= EXERCISE DESCRIPTION =
Repeat the entries that appear below, exactly as they are given.

= DATA RECORDS =
use super::*;

use std::time::Duration;

use chrono::{DateTime, Utc};
use futures_util::{SinkExt, StreamExt};
use tokio::net::{TcpListener, TcpStream};
use tokio_tungstenite::{connect_async, tungstenite::Message as WsMessage, MaybeTlsStream, WebSocketStream};

use duelhall_domain::{ChessRules, RulesEngine};
use duelhall_shared::{ClientMessage, ServerMessage};

use crate::infrastructure::app_settings::EngineSettings;
use crate::infrastructure::clock::{FixedClock, SystemRandom};

pub(crate) type WsClient = WebSocketStream<MaybeTlsStream<TcpStream>>;

pub(crate) fn fixed_now() -> DateTime<Utc> {
    DateTime::<Utc>::from_timestamp(1_700_000_000, 0).unwrap()
}

pub(crate) fn build_test_app(rules: Arc<dyn RulesEngine>) -> Arc<App> {
    let settings = EngineSettings {
        mailbox_capacity: 4,
        ..EngineSettings::default()
    };
    Arc::new(App::new(
        settings,
        rules,
        Arc::new(FixedClock(fixed_now())),
        Arc::new(SystemRandom::new()),
    ))
}

pub(crate) fn chess_state() -> Arc<WsState> {
    Arc::new(WsState::new(build_test_app(Arc::new(ChessRules::new()))))
}

pub(crate) async fn spawn_ws_server(
    state: Arc<WsState>,
) -> (SocketAddr, tokio::task::JoinHandle<()>) {
    let listener = TcpListener::bind("127.0.0.1:0").await.unwrap();
    let addr = listener.local_addr().unwrap();

    let router = crate::api::router_with_state(state);

    let handle = tokio::spawn(async move {
        axum::serve(
            listener,
            router.into_make_service_with_connect_info::<SocketAddr>(),
        )
        .await
        .unwrap();
    });

    (addr, handle)
}

/// Connect to `/ws` with an optional query string (`"?gameId=..."`).
pub(crate) async fn ws_connect(addr: SocketAddr, query: &str) -> WsClient {
    let url = format!("ws://{}/ws{}", addr, query);
    let (ws, _resp) = connect_async(url).await.unwrap();
    ws
}

pub(crate) async fn ws_send_client(ws: &mut WsClient, msg: &ClientMessage) {
    let json = serde_json::to_string(msg).unwrap();
    ws.send(WsMessage::Text(json.into())).await.unwrap();
}

pub(crate) async fn ws_send_raw(ws: &mut WsClient, json: &str) {
    ws.send(WsMessage::Text(json.to_string().into())).await.unwrap();
}

pub(crate) async fn ws_recv_server(ws: &mut WsClient) -> ServerMessage {
    loop {
        let msg = ws.next().await.unwrap().unwrap();
        match msg {
            WsMessage::Text(text) => {
                return serde_json::from_str::<ServerMessage>(&text).unwrap();
            }
            WsMessage::Close(frame) => panic!("connection closed: {:?}", frame),
            _ => {}
        }
    }
}

pub(crate) async fn ws_expect_message<F>(
    ws: &mut WsClient,
    timeout: Duration,
    mut predicate: F,
) -> ServerMessage
where
    F: FnMut(&ServerMessage) -> bool,
{
    tokio::time::timeout(timeout, async {
        loop {
            let msg = ws_recv_server(ws).await;
            if predicate(&msg) {
                return msg;
            }
        }
    })
    .await
    .unwrap()
}

pub(crate) async fn ws_expect_no_message_matching<F>(
    ws: &mut WsClient,
    timeout: Duration,
    mut predicate: F,
) where
    F: FnMut(&ServerMessage) -> bool,
{
    let result = tokio::time::timeout(timeout, async {
        loop {
            let msg = ws_recv_server(ws).await;
            if predicate(&msg) {
                panic!("unexpected message: {:?}", msg);
            }
        }
    })
    .await;

    // We only succeed if we timed out without seeing a matching message.
    assert!(result.is_err());
}

/// Read until the server closes the connection. Returns the messages seen.
pub(crate) async fn ws_expect_closed(ws: &mut WsClient, timeout: Duration) -> Vec<ServerMessage> {
    tokio::time::timeout(timeout, async {
        let mut seen = Vec::new();
        loop {
            match ws.next().await {
                Some(Ok(WsMessage::Text(text))) => {
                    seen.push(serde_json::from_str::<ServerMessage>(&text).unwrap());
                }
                Some(Ok(WsMessage::Close(_))) | Some(Err(_)) | None => return seen,
                Some(Ok(_)) => {}
            }
        }
    })
    .await
    .expect("connection was not closed")
}

pub(crate) fn init_data(msg: &ServerMessage) -> &duelhall_shared::InitData {
    match msg {
        ServerMessage::Init(init) => init,
        other => panic!("expected init, got {other:?}"),
    }
}

pub(crate) fn error_message(msg: &ServerMessage) -> &str {
    match msg {
        ServerMessage::Error(data) => &data.message,
        other => panic!("expected error, got {other:?}"),
    }
}

pub(crate) fn is_init(msg: &ServerMessage) -> bool {
    matches!(msg, ServerMessage::Init(_))
}

pub(crate) fn is_error(msg: &ServerMessage) -> bool {
    matches!(msg, ServerMessage::Error(_))
}

/// Two clients matched through `init`; returns them with the session id.
pub(crate) async fn matched_pair(addr: SocketAddr) -> (WsClient, WsClient, String) {
    let mut a = ws_connect(addr, "").await;
    ws_send_client(&mut a, &ClientMessage::Init).await;
    let waiting = ws_expect_message(&mut a, Duration::from_secs(2), is_init).await;
    let session_id = init_data(&waiting).session_id.clone();

    let mut b = ws_connect(addr, "").await;
    ws_send_client(&mut b, &ClientMessage::Init).await;
    let b_init = ws_expect_message(&mut b, Duration::from_secs(2), is_init).await;
    assert_eq!(init_data(&b_init).session_id, session_id);

    let a_init = ws_expect_message(&mut a, Duration::from_secs(2), is_init).await;
    assert_eq!(init_data(&a_init).session_id, session_id);

    (a, b, session_id)
}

= EXERCISE RESULT =
use super::*;

use std::time::Duration;

use chrono::{DateTime, Utc};
use futures_util::{SinkExt, StreamExt};
use tokio::net::{TcpListener, TcpStream};
use tokio_tungstenite::{connect_async, tungstenite::Message as WsMessage, MaybeTlsStream, WebSocketStream};

use duelhall_domain::{ChessRules, RulesEngine};
use duelhall_shared::{ClientMessage, ServerMessage};

use crate::infrastructure::app_settings::EngineSettings;
use crate::infrastructure::clock::{FixedClock, SystemRandom};

pub(crate) type WsClient = WebSocketStream<MaybeTlsStream<TcpStream>>;

pub(crate) fn fixed_now() -> DateTime<Utc> {
    DateTime::<Utc>::from_timestamp(1_700_000_000, 0).unwrap()
}

pub(crate) fn build_test_app(rules: Arc<dyn RulesEngine>) -> Arc<App> {
    let settings = EngineSettings {
        mailbox_capacity: 4,
        ..EngineSettings::default()
    };
    Arc::new(App::new(
        settings,
        rules,
        Arc::new(FixedClock(fixed_now())),
        Arc::new(SystemRandom::new()),
    ))
}

pub(crate) fn chess_state() -> Arc<WsState> {
    Arc::new(WsState::new(build_test_app(Arc::new(ChessRules::new()))))
}

pub(crate) async fn spawn_ws_server(
    state: Arc<WsState>,
) -> (SocketAddr, tokio::task::JoinHandle<()>) {
    let listener = TcpListener::bind("127.0.0.1:0").await.unwrap();
    let addr = listener.local_addr().unwrap();

    let router = crate::api::router_with_state(state);

    let handle = tokio::spawn(async move {
        axum::serve(
            listener,
            router.into_make_service_with_connect_info::<SocketAddr>(),
        )
        .await
        .unwrap();
    });

    (addr, handle)
}

/// Connect to `/ws` with an optional query string (`"?gameId=..."`).
pub(crate) async fn ws_connect(addr: SocketAddr, query: &str) -> WsClient {
    let url = format!("ws://{}/ws{}", addr, query);
    let (ws, _resp) = connect_async(url).await.unwrap();
    ws
}

pub(crate) async fn ws_send_client(ws: &mut WsClient, msg: &ClientMessage) {
    let json = serde_json::to_string(msg).unwrap();
    ws.send(WsMessage::Text(json.into())).await.unwrap();
}

pub(crate) async fn ws_send_raw(ws: &mut WsClient, json: &str) {
    ws.send(WsMessage::Text(json.to_string().into())).await.unwrap();
}

pub(crate) async fn ws_recv_server(ws: &mut WsClient) -> ServerMessage {
    loop {
        let msg = ws.next().await.unwrap().unwrap();
        match msg {
            WsMessage::Text(text) => {
                return serde_json::from_str::<ServerMessage>(&text).unwrap();
            }
            WsMessage::Close(frame) => panic!("connection closed: {:?}", frame),
            _ => {}
        }
    }
}

pub(crate) async fn ws_expect_message<F>(
    ws: &mut WsClient,
    timeout: Duration,
    mut predicate: F,
) -> ServerMessage
where
    F: FnMut(&ServerMessage) -> bool,
{
    tokio::time::timeout(timeout, async {
        loop {
            let msg = ws_recv_server(ws).await;
            if predicate(&msg) {
                return msg;
            }
        }
    })
    .await
    .unwrap()
}

pub(crate) async fn ws_expect_no_message_matching<F>(
    ws: &mut WsClient,
    timeout: Duration,
    mut predicate: F,
) where
    F: FnMut(&ServerMessage) -> bool,
{
    let result = tokio::time::timeout(timeout, async {
        loop {
            let msg = ws_recv_server(ws).await;
            if predicate(&msg) {
                panic!("unexpected message: {:?}", msg);
            }
        }
    })
    .await;

    // We only succeed if we timed out without seeing a matching message.
    assert!(result.is_err());
}

/// Read until the server closes the connection. Returns the messages seen.
pub(crate) async fn ws_expect_closed(ws: &mut WsClient, timeout: Duration) -> Vec<ServerMessage> {
    tokio::time::timeout(timeout, async {
        let mut seen = Vec::new();
        loop {
            match ws.next().await {
                Some(Ok(WsMessage::Text(text))) => {
                    seen.push(serde_json::from_str::<ServerMessage>(&text).unwrap());
                }
                Some(Ok(WsMessage::Close(_))) | Some(Err(_)) | None => return seen,
                Some(Ok(_)) => {}
            }
        }
    })
    .await
    .expect("connection was not closed")
}

pub(crate) fn init_data(msg: &ServerMessage) -> &duelhall_shared::InitData {
    match msg {
        ServerMessage::Init(init) => init,
        other => panic!("expected init, got {other:?}"),
    }
}

pub(crate) fn error_message(msg: &ServerMessage) -> &str {
    match msg {
        ServerMessage::Error(data) => &data.message,
        other => panic!("expected error, got {other:?}"),
    }
}

pub(crate) fn is_init(msg: &ServerMessage) -> bool {
    matches!(msg, ServerMessage::Init(_))
}

pub(crate) fn is_error(msg: &ServerMessage) -> bool {
    matches!(msg, ServerMessage::Error(_))
}

/// Two clients matched through `init`; returns them with the session id.
pub(crate) async fn matched_pair(addr: SocketAddr) -> (WsClient, WsClient, String) {
    let mut a = ws_connect(addr, "").await;
    ws_send_client(&mut a, &ClientMessage::Init).await;
    let waiting = ws_expect_message(&mut a, Duration::from_secs(2), is_init).await;
    let session_id = init_data(&waiting).session_id.clone();

    let mut b = ws_connect(addr, "").await;
    ws_send_client(&mut b, &ClientMessage::Init).await;
    let b_init = ws_expect_message(&mut b, Duration::from_secs(2), is_init).await;
    assert_eq!(init_data(&b_init).session_id, session_id);

    let a_init = ws_expect_message(&mut a, Duration::from_secs(2), is_init).await;
    assert_eq!(init_data(&a_init).session_id, session_id);

    (a, b, session_id)
}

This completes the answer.